• Exercise prompt: A single number is the answer here: how many lines of the entries contain "tests"?

• Material provided:
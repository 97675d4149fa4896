//! Tracing subscriber setup.
//!
//! The library only emits `tracing` events; binaries and tests decide where
//! they go.

use std::sync::Once;

use anyhow::Result;
use tracing_subscriber::{layer::SubscriberExt, util::SubscriberInitExt, EnvFilter};

const DEFAULT_FILTER: &str = "info,sqlite_table=debug";

/// Install a global fmt subscriber filtered by `RUST_LOG`.
///
/// # Errors
///
/// Returns an error if the filter is malformed or a global subscriber is
/// already installed.
pub fn init_tracing() -> Result<()> {
    let filter = EnvFilter::try_from_default_env().or_else(|_| EnvFilter::try_new(DEFAULT_FILTER))?;

    let fmt_layer = tracing_subscriber::fmt::layer()
        .with_target(true)
        .with_thread_ids(true)
        .with_line_number(true);

    tracing_subscriber::registry()
        .with(filter)
        .with(fmt_layer)
        .try_init()?;

    tracing::info!("tracing initialized");
    Ok(())
}

/// Initialize logging for tests with the test writer.
pub fn init_test_tracing() {
    static INIT: Once = Once::new();

    INIT.call_once(|| {
        tracing_subscriber::fmt()
            .with_env_filter("sqlite_table=debug")
            .with_test_writer()
            .try_init()
            .ok();
    });
}

#[cfg(test)]
mod tests {
    use super::*;

    #[test]
    fn test_tracing_init_is_repeatable() {
        init_test_tracing();
        init_test_tracing();
        tracing::debug!("still fine");
    }
}
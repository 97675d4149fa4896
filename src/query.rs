//! SQL text construction.
//!
//! Identifiers are always quoted and every value is a `?N` placeholder bound
//! at execution time; caller data never becomes part of the statement text.

use crate::request::{Clear, Column, DeleteWhere, Filter, Page, ReadAll, ReadWhere, TableName, UpdateWhere};
use crate::value::Value;

/// SQL statement with its positional parameters.
#[derive(Debug, Clone, PartialEq)]
pub struct SqlQuery {
    pub statement: String,
    pub params: Vec<Value>,
}

impl SqlQuery {
    pub fn new(statement: &str) -> Self {
        Self {
            statement: statement.to_string(),
            params: Vec::new(),
        }
    }

    /// Append `value` as the next placeholder and return its marker.
    fn bind(&mut self, value: Value) -> String {
        self.params.push(value);
        format!("?{}", self.params.len())
    }

    fn push_where(&mut self, filter: &Filter) {
        let mut clauses = Vec::with_capacity(filter.conditions.len());
        for (column, value) in &filter.conditions {
            let marker = self.bind(value.clone());
            clauses.push(format!("{} = {}", quote_ident(column.as_str()), marker));
        }
        self.statement.push_str(" WHERE ");
        self.statement.push_str(&clauses.join(" AND "));
    }

    fn push_page(&mut self, page: Option<Page>) {
        let Some(page) = page else {
            return;
        };
        let limit = self.bind(Value::Integer(page.limit));
        self.statement.push_str(&format!(" LIMIT {limit}"));
        if let Some(offset) = page.offset {
            let offset = self.bind(Value::Integer(offset));
            self.statement.push_str(&format!(" OFFSET {offset}"));
        }
    }
}

/// Quote an identifier, doubling embedded quotes.
pub fn quote_ident(name: &str) -> String {
    format!("\"{}\"", name.replace('"', "\"\""))
}

pub fn select_all(req: &ReadAll) -> SqlQuery {
    let mut query = SqlQuery::new(&format!("SELECT * FROM {}", quote_ident(req.table.as_str())));
    query.push_page(req.page);
    query
}

pub fn select_where(req: &ReadWhere) -> SqlQuery {
    select_filtered(&req.table, &req.filter, req.page)
}

fn select_filtered(table: &TableName, filter: &Filter, page: Option<Page>) -> SqlQuery {
    let mut query = SqlQuery::new(&format!("SELECT * FROM {}", quote_ident(table.as_str())));
    query.push_where(filter);
    query.push_page(page);
    query
}

pub fn insert_row(table: &TableName, row: &[(Column, Value)]) -> SqlQuery {
    if row.is_empty() {
        return SqlQuery::new(&format!(
            "INSERT INTO {} DEFAULT VALUES",
            quote_ident(table.as_str())
        ));
    }
    let mut query = SqlQuery::new("");
    let columns: Vec<String> = row.iter().map(|(c, _)| quote_ident(c.as_str())).collect();
    let markers: Vec<String> = row.iter().map(|(_, v)| query.bind(v.clone())).collect();
    query.statement = format!(
        "INSERT INTO {} ({}) VALUES ({})",
        quote_ident(table.as_str()),
        columns.join(", "),
        markers.join(", ")
    );
    query
}

pub fn update_where(req: &UpdateWhere) -> SqlQuery {
    let mut query = SqlQuery::new("");
    let assignments: Vec<String> = req
        .set
        .iter()
        .map(|(column, value)| format!("{} = {}", quote_ident(column.as_str()), query.bind(value.clone())))
        .collect();
    query.statement = format!(
        "UPDATE {} SET {}",
        quote_ident(req.table.as_str()),
        assignments.join(", ")
    );
    query.push_where(&req.filter);
    query
}

/// The snapshot read taken before a delete.
pub fn select_for_delete(req: &DeleteWhere) -> SqlQuery {
    select_filtered(&req.table, &req.filter, None)
}

pub fn delete_where(req: &DeleteWhere) -> SqlQuery {
    let mut query = SqlQuery::new(&format!("DELETE FROM {}", quote_ident(req.table.as_str())));
    query.push_where(&req.filter);
    query
}

pub fn clear(req: &Clear) -> SqlQuery {
    SqlQuery::new(&format!("DELETE FROM {}", quote_ident(req.table.as_str())))
}

#[cfg(test)]
mod tests {
    use super::*;

    fn users() -> TableName {
        TableName::new("users").unwrap()
    }

    #[test]
    fn quotes_identifiers() {
        assert_eq!(quote_ident("users"), "\"users\"");
        assert_eq!(quote_ident("we\"ird"), "\"we\"\"ird\"");
    }

    #[test]
    fn select_with_page() {
        let q = select_all(&ReadAll::new(users()).with_page(Page::limit(10).with_offset(20)));
        assert_eq!(q.statement, "SELECT * FROM \"users\" LIMIT ?1 OFFSET ?2");
        assert_eq!(q.params, vec![Value::Integer(10), Value::Integer(20)]);

        let q = select_all(&ReadAll::new(users()));
        assert_eq!(q.statement, "SELECT * FROM \"users\"");
        assert!(q.params.is_empty());
    }

    #[test]
    fn filters_are_bound_not_inlined() {
        let filter = Filter::eq("name", "x' OR '1'='1").unwrap().and("id", 3).unwrap();
        let q = select_where(&ReadWhere::new(users(), filter).with_page(Page::limit(1)));
        assert_eq!(
            q.statement,
            "SELECT * FROM \"users\" WHERE \"name\" = ?1 AND \"id\" = ?2 LIMIT ?3"
        );
        assert_eq!(q.params[0], Value::from("x' OR '1'='1"));
        assert!(!q.statement.contains("OR"));
    }

    #[test]
    fn insert_and_update_statements() {
        let row = vec![
            (Column::new("id").unwrap(), Value::from("1")),
            (Column::new("name").unwrap(), Value::from("Ann")),
        ];
        let q = insert_row(&users(), &row);
        assert_eq!(q.statement, "INSERT INTO \"users\" (\"id\", \"name\") VALUES (?1, ?2)");
        assert_eq!(
            insert_row(&users(), &[]).statement,
            "INSERT INTO \"users\" DEFAULT VALUES"
        );

        let update = UpdateWhere::new(users(), Filter::eq("id", "1").unwrap(), [("name", "Anna")]).unwrap();
        let q = update_where(&update);
        assert_eq!(q.statement, "UPDATE \"users\" SET \"name\" = ?1 WHERE \"id\" = ?2");
        assert_eq!(q.params, vec![Value::from("Anna"), Value::from("1")]);
    }

    #[test]
    fn delete_statements() {
        let req = DeleteWhere::new(users(), Filter::eq("id", "1").unwrap());
        assert_eq!(select_for_delete(&req).statement, "SELECT * FROM \"users\" WHERE \"id\" = ?1");
        assert_eq!(delete_where(&req).statement, "DELETE FROM \"users\" WHERE \"id\" = ?1");
        assert_eq!(clear(&Clear::new(users())).statement, "DELETE FROM \"users\"");
    }
}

• Response below: 4